--- SUPPLIED RECORDS Enclosed Below ---

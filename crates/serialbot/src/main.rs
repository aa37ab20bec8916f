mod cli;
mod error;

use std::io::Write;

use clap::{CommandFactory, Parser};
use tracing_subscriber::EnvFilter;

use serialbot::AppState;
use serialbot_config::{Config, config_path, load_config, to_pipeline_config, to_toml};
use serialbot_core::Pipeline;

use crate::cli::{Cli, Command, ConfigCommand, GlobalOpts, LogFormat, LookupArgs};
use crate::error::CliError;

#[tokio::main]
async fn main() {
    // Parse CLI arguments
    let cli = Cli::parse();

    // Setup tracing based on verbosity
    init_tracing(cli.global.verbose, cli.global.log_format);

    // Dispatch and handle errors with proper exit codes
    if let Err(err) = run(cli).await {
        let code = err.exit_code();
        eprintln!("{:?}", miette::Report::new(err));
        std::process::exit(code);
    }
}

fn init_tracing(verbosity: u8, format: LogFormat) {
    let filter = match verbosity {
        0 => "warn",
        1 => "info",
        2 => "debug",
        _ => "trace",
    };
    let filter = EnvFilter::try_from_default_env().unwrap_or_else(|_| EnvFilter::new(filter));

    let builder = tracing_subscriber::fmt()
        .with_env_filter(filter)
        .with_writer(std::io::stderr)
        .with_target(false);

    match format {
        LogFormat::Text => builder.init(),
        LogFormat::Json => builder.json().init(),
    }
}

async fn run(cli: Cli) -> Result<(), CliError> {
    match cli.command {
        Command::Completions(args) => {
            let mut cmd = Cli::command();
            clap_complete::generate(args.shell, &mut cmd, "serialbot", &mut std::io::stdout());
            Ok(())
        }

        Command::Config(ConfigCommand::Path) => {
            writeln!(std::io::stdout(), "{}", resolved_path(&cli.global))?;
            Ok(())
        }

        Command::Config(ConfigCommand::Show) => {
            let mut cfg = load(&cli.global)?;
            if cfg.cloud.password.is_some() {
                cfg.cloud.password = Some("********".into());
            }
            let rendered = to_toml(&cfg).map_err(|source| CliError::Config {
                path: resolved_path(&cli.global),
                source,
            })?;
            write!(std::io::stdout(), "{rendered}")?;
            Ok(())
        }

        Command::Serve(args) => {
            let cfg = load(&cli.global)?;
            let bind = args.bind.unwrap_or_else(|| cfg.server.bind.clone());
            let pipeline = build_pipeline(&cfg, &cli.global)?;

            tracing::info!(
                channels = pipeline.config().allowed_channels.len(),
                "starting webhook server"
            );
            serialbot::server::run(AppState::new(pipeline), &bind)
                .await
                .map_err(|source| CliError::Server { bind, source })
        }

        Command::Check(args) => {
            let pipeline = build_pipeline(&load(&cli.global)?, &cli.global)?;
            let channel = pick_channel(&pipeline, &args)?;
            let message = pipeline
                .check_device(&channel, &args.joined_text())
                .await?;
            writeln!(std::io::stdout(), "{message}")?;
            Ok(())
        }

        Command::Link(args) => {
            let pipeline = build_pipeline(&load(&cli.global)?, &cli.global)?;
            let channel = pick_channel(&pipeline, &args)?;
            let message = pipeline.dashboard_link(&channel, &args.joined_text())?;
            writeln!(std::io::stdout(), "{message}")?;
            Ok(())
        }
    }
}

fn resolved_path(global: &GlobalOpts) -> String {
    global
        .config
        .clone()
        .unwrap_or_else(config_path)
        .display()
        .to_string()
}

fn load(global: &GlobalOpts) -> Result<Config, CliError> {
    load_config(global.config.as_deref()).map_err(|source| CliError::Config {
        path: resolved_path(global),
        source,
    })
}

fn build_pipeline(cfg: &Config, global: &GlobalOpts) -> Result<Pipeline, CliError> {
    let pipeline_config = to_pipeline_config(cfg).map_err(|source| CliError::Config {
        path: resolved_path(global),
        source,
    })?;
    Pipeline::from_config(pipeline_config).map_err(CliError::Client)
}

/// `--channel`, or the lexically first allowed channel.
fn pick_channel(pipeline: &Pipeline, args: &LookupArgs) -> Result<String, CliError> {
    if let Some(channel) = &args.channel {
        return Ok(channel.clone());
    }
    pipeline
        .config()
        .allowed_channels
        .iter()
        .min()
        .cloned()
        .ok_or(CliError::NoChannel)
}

--- End of Enclosed SUPPLIED RECORDS ---
--- SUPPLIED RECORDS Enclosed Below ---

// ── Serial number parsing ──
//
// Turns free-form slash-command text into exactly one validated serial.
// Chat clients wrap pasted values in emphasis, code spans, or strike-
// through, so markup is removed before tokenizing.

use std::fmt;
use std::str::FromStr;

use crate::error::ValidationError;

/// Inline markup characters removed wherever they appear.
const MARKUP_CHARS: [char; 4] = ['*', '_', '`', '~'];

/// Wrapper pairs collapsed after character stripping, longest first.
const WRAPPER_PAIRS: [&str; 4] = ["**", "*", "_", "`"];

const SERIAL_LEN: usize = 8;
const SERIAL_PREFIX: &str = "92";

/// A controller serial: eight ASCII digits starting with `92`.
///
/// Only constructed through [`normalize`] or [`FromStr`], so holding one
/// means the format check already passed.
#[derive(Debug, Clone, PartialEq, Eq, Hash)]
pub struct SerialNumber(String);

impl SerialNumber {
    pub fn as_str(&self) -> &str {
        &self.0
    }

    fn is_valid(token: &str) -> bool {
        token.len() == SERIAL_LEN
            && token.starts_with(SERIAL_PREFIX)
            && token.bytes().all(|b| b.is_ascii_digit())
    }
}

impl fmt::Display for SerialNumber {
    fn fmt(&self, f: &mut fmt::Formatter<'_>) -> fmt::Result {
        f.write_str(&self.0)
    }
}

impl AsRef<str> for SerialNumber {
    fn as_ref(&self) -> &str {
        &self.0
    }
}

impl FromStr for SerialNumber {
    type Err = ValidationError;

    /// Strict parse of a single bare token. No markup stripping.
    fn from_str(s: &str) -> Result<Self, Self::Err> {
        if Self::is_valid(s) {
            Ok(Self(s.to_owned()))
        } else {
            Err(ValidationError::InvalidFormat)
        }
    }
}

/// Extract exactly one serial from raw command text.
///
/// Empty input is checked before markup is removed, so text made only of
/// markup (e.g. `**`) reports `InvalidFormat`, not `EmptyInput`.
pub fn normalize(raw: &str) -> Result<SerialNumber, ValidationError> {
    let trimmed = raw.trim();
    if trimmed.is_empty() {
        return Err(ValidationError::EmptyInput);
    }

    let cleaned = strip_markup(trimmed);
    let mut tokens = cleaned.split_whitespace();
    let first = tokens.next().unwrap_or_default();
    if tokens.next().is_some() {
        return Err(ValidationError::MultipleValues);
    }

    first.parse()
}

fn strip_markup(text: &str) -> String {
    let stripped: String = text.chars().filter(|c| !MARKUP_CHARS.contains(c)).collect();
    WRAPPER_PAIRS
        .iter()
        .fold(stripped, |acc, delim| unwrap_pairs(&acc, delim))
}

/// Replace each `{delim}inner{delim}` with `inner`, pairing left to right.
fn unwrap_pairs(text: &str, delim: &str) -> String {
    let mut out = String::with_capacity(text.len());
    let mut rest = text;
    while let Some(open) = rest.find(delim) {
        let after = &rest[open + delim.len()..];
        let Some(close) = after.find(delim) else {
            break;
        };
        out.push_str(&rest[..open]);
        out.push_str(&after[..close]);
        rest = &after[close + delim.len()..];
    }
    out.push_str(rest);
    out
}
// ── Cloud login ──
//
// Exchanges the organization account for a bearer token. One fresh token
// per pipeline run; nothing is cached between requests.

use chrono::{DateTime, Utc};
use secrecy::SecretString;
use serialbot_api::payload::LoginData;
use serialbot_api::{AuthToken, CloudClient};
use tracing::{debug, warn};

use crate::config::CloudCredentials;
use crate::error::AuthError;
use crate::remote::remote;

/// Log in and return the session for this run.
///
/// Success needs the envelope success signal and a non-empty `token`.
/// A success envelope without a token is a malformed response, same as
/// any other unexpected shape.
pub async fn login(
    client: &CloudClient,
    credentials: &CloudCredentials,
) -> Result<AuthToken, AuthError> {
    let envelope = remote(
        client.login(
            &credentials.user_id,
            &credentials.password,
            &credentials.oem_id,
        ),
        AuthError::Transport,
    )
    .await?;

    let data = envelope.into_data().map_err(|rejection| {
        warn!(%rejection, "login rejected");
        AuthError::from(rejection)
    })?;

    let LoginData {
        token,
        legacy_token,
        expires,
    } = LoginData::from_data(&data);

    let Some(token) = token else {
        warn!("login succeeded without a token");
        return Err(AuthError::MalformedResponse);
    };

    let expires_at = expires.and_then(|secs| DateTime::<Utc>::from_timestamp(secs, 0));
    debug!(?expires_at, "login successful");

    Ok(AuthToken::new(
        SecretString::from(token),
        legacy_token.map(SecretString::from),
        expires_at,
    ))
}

--- End of Enclosed SUPPLIED RECORDS ---
--- SUPPLIED RECORDS Enclosed Below ---

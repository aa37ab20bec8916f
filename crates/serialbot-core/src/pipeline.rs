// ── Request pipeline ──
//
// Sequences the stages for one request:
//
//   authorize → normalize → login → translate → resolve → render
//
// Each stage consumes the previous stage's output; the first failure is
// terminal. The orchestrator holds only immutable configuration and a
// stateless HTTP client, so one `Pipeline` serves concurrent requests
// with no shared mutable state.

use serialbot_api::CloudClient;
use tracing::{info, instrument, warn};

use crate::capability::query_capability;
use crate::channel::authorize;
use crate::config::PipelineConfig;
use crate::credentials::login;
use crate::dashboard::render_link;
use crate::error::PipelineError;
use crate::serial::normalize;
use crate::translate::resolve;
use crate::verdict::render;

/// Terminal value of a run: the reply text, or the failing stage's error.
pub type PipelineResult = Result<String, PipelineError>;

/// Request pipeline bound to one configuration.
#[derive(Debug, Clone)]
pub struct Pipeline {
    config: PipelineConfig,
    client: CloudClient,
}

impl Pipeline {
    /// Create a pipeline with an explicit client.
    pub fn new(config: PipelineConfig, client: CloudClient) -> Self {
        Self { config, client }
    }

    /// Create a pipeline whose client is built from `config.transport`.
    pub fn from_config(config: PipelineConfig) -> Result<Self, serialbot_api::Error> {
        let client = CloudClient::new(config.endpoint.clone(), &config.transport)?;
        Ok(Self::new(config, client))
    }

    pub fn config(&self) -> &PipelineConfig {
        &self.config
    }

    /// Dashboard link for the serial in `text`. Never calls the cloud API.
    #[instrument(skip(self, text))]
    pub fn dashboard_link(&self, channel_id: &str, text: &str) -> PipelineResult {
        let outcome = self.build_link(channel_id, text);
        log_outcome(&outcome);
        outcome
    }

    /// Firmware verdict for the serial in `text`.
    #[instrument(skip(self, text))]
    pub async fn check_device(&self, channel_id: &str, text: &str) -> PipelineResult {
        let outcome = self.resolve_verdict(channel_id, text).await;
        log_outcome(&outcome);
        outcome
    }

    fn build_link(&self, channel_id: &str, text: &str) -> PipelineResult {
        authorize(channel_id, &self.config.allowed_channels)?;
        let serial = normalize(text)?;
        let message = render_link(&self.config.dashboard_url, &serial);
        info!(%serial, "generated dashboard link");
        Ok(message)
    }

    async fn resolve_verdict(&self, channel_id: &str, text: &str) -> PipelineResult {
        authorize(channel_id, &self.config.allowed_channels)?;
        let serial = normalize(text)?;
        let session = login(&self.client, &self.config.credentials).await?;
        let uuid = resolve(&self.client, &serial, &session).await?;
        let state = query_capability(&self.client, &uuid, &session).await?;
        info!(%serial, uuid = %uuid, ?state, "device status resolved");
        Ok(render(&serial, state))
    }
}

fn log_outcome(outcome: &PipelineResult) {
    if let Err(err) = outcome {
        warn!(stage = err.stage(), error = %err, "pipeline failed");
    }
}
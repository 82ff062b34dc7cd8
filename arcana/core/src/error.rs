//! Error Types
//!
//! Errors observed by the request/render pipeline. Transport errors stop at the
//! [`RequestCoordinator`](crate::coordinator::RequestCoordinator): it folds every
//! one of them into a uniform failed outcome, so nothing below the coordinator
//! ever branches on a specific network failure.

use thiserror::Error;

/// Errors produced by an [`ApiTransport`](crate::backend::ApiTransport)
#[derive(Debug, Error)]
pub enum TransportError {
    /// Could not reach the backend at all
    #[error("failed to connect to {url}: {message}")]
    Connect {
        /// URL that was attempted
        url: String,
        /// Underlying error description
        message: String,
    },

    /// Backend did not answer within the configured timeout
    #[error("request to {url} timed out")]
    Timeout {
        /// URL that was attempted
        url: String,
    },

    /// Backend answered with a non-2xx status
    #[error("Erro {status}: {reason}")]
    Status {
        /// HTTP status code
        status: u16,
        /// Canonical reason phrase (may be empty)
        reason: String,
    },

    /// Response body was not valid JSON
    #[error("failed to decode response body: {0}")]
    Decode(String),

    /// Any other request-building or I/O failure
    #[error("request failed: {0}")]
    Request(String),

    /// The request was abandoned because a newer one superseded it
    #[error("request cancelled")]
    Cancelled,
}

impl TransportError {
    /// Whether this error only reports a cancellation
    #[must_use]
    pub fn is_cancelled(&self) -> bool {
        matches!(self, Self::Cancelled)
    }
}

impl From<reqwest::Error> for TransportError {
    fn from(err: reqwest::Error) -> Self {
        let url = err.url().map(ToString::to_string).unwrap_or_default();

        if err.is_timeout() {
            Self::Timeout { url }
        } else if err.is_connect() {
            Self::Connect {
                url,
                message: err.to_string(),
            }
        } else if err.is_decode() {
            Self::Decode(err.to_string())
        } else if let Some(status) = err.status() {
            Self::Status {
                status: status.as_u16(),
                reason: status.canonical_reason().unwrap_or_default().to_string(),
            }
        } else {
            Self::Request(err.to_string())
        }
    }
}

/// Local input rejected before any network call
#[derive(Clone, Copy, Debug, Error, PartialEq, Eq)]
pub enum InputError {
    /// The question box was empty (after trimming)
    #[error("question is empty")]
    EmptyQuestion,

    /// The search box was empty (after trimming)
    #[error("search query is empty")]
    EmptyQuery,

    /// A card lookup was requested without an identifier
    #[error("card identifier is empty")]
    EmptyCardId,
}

--- End of Enclosed SUPPLIED RECORDS ---

WHAT TO WORK ON: Copy from the entries only those lines that hold the word "coordinator".

RESULT:
//! [`RequestCoordinator`](crate::coordinator::RequestCoordinator): it folds every
//! one of them into a uniform failed outcome, so nothing below the coordinator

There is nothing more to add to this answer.